> What needs to be done: From the records below, transcribe only the lines running from the one with "self.compare(Operator::Gt, other)" through the one with "pub fn item()". Keep both of those end lines.

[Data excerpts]
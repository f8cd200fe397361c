use std::fmt;
use std::ops::Not;

use super::value::{ItemType, TypedValue};

/// Binary operators of the rule expression language.
#[derive(Debug, Clone, Copy, PartialEq, Eq, Hash)]
pub enum Operator {
    Eq,
    Neq,
    Gt,
    Gte,
    Lt,
    Lte,
    In,
    NotIn,
    Contains,
}

impl Operator {
    /// Whether the operator is defined for the given operand types.
    ///
    /// The evaluator and the compile-time check share this table.
    #[must_use]
    pub fn accepts(self, left: ItemType, right: ItemType) -> bool {
        match self {
            Operator::Eq | Operator::Neq => left == right,
            Operator::Gt | Operator::Gte | Operator::Lt | Operator::Lte => {
                left == ItemType::Int && right == ItemType::Int
            }
            Operator::In | Operator::NotIn => {
                left == ItemType::String && right == ItemType::Array
            }
            Operator::Contains => matches!(
                (left, right),
                (ItemType::String | ItemType::Array, ItemType::String | ItemType::Array)
            ),
        }
    }
}

impl fmt::Display for Operator {
    fn fmt(&self, f: &mut fmt::Formatter<'_>) -> fmt::Result {
        f.write_str(match self {
            Operator::Eq => "==",
            Operator::Neq => "!=",
            Operator::Gt => ">",
            Operator::Gte => ">=",
            Operator::Lt => "<",
            Operator::Lte => "<=",
            Operator::In => "in",
            Operator::NotIn => "not in",
            Operator::Contains => "contains",
        })
    }
}

/// An operand as written in the source. Names are resolved during compilation.
#[derive(Debug, Clone, PartialEq)]
pub enum Operand {
    Name(String),
    Literal(TypedValue),
    Len(Box<Operand>),
}

/// User-facing expression AST produced by the parser.
/// Transformed into [`CompiledExpr`] during compilation.
#[derive(Debug, Clone, PartialEq)]
pub enum Expr {
    Compare {
        left: Operand,
        op: Operator,
        right: Operand,
    },
    And(Box<Expr>, Box<Expr>),
    Or(Box<Expr>, Box<Expr>),
    Not(Box<Expr>),
}

/// Operand with its name resolved to one of the two bound slots.
#[derive(Debug, Clone, PartialEq)]
pub(crate) enum CompiledOperand {
    Val,
    Item,
    Literal(TypedValue),
    Len(Box<CompiledOperand>),
}

#[derive(Debug, Clone, PartialEq)]
pub(crate) enum CompiledExpr {
    Compare {
        left: CompiledOperand,
        op: Operator,
        right: CompiledOperand,
    },
    And(Box<CompiledExpr>, Box<CompiledExpr>),
    Or(Box<CompiledExpr>, Box<CompiledExpr>),
    Not(Box<CompiledExpr>),
}

impl fmt::Display for Operand {
    fn fmt(&self, f: &mut fmt::Formatter<'_>) -> fmt::Result {
        match self {
            Operand::Name(name) => f.write_str(name),
            Operand::Literal(value) => write!(f, "{value}"),
            Operand::Len(inner) => write!(f, "len({inner})"),
        }
    }
}

impl fmt::Display for Expr {
    fn fmt(&self, f: &mut fmt::Formatter<'_>) -> fmt::Result {
        match self {
            Expr::Compare { left, op, right } => write!(f, "({left} {op} {right})"),
            Expr::And(a, b) => write!(f, "({a} AND {b})"),
            Expr::Or(a, b) => write!(f, "({a} OR {b})"),
            Expr::Not(inner) => write!(f, "(NOT {inner})"),
        }
    }
}

impl Expr {
    #[must_use]
    pub fn and(self, other: Expr) -> Expr {
        Expr::And(Box::new(self), Box::new(other))
    }

    #[must_use]
    pub fn or(self, other: Expr) -> Expr {
        Expr::Or(Box::new(self), Box::new(other))
    }
}

impl Not for Expr {
    type Output = Expr;

    fn not(self) -> Expr {
        Expr::Not(Box::new(self))
    }
}

impl Operand {
    fn compare(self, op: Operator, other: impl Into<Operand>) -> Expr {
        Expr::Compare {
            left: self,
            op,
            right: other.into(),
        }
    }

    #[must_use]
    pub fn len(self) -> Operand {
        Operand::Len(Box::new(self))
    }

    #[must_use]
    pub fn eq(self, other: impl Into<Operand>) -> Expr {
        self.compare(Operator::Eq, other)
    }

    #[must_use]
    pub fn neq(self, other: impl Into<Operand>) -> Expr {
        self.compare(Operator::Neq, other)
    }

    #[must_use]
    pub fn gt(self, other: impl Into<Operand>) -> Expr {
        self.compare(Operator::Gt, other)
    }

    #[must_use]
    pub fn gte(self, other: impl Into<Operand>) -> Expr {
        self.compare(Operator::Gte, other)
    }

    #[must_use]
    pub fn lt(self, other: impl Into<Operand>) -> Expr {
        self.compare(Operator::Lt, other)
    }

    #[must_use]
    pub fn lte(self, other: impl Into<Operand>) -> Expr {
        self.compare(Operator::Lte, other)
    }

    #[must_use]
    pub fn is_in(self, other: impl Into<Operand>) -> Expr {
        self.compare(Operator::In, other)
    }

    #[must_use]
    pub fn not_in(self, other: impl Into<Operand>) -> Expr {
        self.compare(Operator::NotIn, other)
    }

    #[must_use]
    pub fn contains(self, other: impl Into<Operand>) -> Expr {
        self.compare(Operator::Contains, other)
    }
}

impl From<TypedValue> for Operand {
    fn from(value: TypedValue) -> Self {
        Operand::Literal(value)
    }
}

impl From<i64> for Operand {
    fn from(v: i64) -> Self {
        Operand::Literal(TypedValue::Int(v))
    }
}

impl From<bool> for Operand {
    fn from(v: bool) -> Self {
        Operand::Literal(TypedValue::Bool(v))
    }
}

impl From<&str> for Operand {
    fn from(v: &str) -> Self {
        Operand::Literal(TypedValue::from(v))
    }
}

/// The runtime operand `Val`.
#[must_use]
pub fn val() -> Operand {
    Operand::Name("Val".to_owned())
}

/// The rule's reference operand `Item`.
#[must_use]
pub fn item() -> Operand {
    Operand::Name("Item".to_owned())
}

#[cfg(test)]
mod tests {
    use super::*;

    #[test]
    fn builder_produces_compare() {
        let expr = val().is_in(item());
        assert_eq!(
            expr,
            Expr::Compare {
                left: Operand::Name("Val".into()),
                op: Operator::In,
                right: Operand::Name("Item".into()),
            }
        );
    }

    #[test]
    fn builder_literal_operand() {
        let expr = val().len().neq(0_i64);
        assert_eq!(
            expr,
            Expr::Compare {
                left: Operand::Len(Box::new(Operand::Name("Val".into()))),
                op: Operator::Neq,
                right: Operand::Literal(TypedValue::Int(0)),
            }
        );
    }

    #[test]
    fn display_round_shape() {
        let expr = (!val().contains(item())).and(val().len().neq(0_i64));
        assert_eq!(
            expr.to_string(),
            "((NOT (Val contains Item)) AND (len(Val) != 0))"
        );
    }

    #[test]
    fn display_escapes_string_literals() {
        let expr = val().eq("a\"b\\c").or(val().eq("it's"));
        let printed = expr.to_string();
        assert_eq!(printed, r#"((Val == "a\"b\\c") OR (Val == "it's"))"#);
        assert_eq!(crate::parse::parse(&printed).unwrap(), expr);
    }

    #[test]
    fn operator_table() {
        use ItemType::{Array, Bool, Int, String};

        assert!(Operator::Eq.accepts(Bool, Bool));
        assert!(!Operator::Eq.accepts(Int, String));
        assert!(Operator::Gte.accepts(Int, Int));
        assert!(!Operator::Gte.accepts(String, String));
        assert!(Operator::In.accepts(String, Array));
        assert!(!Operator::In.accepts(Array, String));
        assert!(Operator::Contains.accepts(String, String));
        assert!(Operator::Contains.accepts(String, Array));
        assert!(Operator::Contains.accepts(Array, String));
        assert!(Operator::Contains.accepts(Array, Array));
        assert!(!Operator::Contains.accepts(Int, String));
    }

    #[test]
    fn operator_display() {
        assert_eq!(Operator::NotIn.to_string(), "not in");
        assert_eq!(Operator::Lte.to_string(), "<=");
    }
}
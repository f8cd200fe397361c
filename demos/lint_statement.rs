//! Lint a few analyzed statements against the seeded catalog.
//!
//! Run with `RUST_LOG=sqlrule=debug cargo run --example lint_statement`
//! to see cache misses and skipped rules. Pass a JSON catalog path to use it
//! instead of the built-in rules.

use sqlrule::{
    seed, MemoryCatalog, RuleCatalog, RuleRunner, SqlRuleError, StatementValues, TypedValue,
};
use tracing_subscriber::EnvFilter;

fn main() -> Result<(), SqlRuleError> {
    tracing_subscriber::fmt()
        .with_env_filter(EnvFilter::from_default_env())
        .with_writer(std::io::stderr)
        .init();

    let mut catalog = match std::env::args().nth(1) {
        Some(path) => MemoryCatalog::from_file(path)?,
        None => MemoryCatalog::new(),
    };
    let seeded = seed(&mut catalog)?;
    tracing::info!(%catalog, inserted = seeded.inserted, "catalog ready");

    let runner = RuleRunner::new();

    let statements = [
        (
            "CommandRule",
            "TRUNCATE TABLE t_orders",
            StatementValues::new()
                .set("HighRiskCommandRule", "truncate")
                .set("BanCommandRule", "truncate"),
        ),
        (
            "CreateTableRule",
            "CREATE TABLE t (a BLOB, ...) ENGINE=MyISAM",
            StatementValues::new()
                .set("SuggestBlobColumCount", 12_i64)
                .set("SuggestEngine", "myisam")
                .set("NeedPrimaryKey", 0_i64)
                .set("DefinerRule", "ADMIN@localhost"),
        ),
        (
            "AlterTableRule",
            "ALTER TABLE t ADD COLUMN c INT, DROP INDEX idx_b",
            StatementValues::new()
                .set("HighRiskType", "add_column")
                .set("HighRiskPkAlterType", "add_column")
                .set("AlterUseAfter", "")
                .set("AddColumnMixed", vec!["add_column", "drop_index"]),
        ),
        (
            "DmlRule",
            "DELETE FROM t_orders",
            StatementValues::new().set("DmlNotHasWhere", false),
        ),
    ];

    for (group, sql, values) in &statements {
        let report = runner.run_group(&catalog, group, values)?;
        println!("{sql}");
        println!("  {report}");
        for outcome in report.violations() {
            println!("  - [{}] {}: {}", outcome.warn_level(), outcome.rule_name(), outcome.desc());
        }
        for failure in report.failures() {
            println!("  ! {failure}");
        }
        if report.is_blocked() {
            println!("  => blocked");
        }
    }

    let outcome = runner.check_rule(&catalog, "DmlRule", "DmlNotHasWhere", &TypedValue::Bool(true))?;
    println!("DELETE ... WHERE id = 1 -> {outcome}");
    println!("rules: {}, compiled: {}", catalog.all_rules()?.len(), runner.cached_len());
    Ok(())
}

> Response:
        self.compare(Operator::Gt, other)
    }

    #[must_use]
    pub fn gte(self, other: impl Into<Operand>) -> Expr {
        self.compare(Operator::Gte, other)
    }

    #[must_use]
    pub fn lt(self, other: impl Into<Operand>) -> Expr {
        self.compare(Operator::Lt, other)
    }

    #[must_use]
    pub fn lte(self, other: impl Into<Operand>) -> Expr {
        self.compare(Operator::Lte, other)
    }

    #[must_use]
    pub fn is_in(self, other: impl Into<Operand>) -> Expr {
        self.compare(Operator::In, other)
    }

    #[must_use]
    pub fn not_in(self, other: impl Into<Operand>) -> Expr {
        self.compare(Operator::NotIn, other)
    }

    #[must_use]
    pub fn contains(self, other: impl Into<Operand>) -> Expr {
        self.compare(Operator::Contains, other)
    }
}

impl From<TypedValue> for Operand {
    fn from(value: TypedValue) -> Self {
        Operand::Literal(value)
    }
}

impl From<i64> for Operand {
    fn from(v: i64) -> Self {
        Operand::Literal(TypedValue::Int(v))
    }
}

impl From<bool> for Operand {
    fn from(v: bool) -> Self {
        Operand::Literal(TypedValue::Bool(v))
    }
}

impl From<&str> for Operand {
    fn from(v: &str) -> Self {
        Operand::Literal(TypedValue::from(v))
    }
}

/// The runtime operand `Val`.
#[must_use]
pub fn val() -> Operand {
    Operand::Name("Val".to_owned())
}

/// The rule's reference operand `Item`.
#[must_use]
pub fn item() -> Operand {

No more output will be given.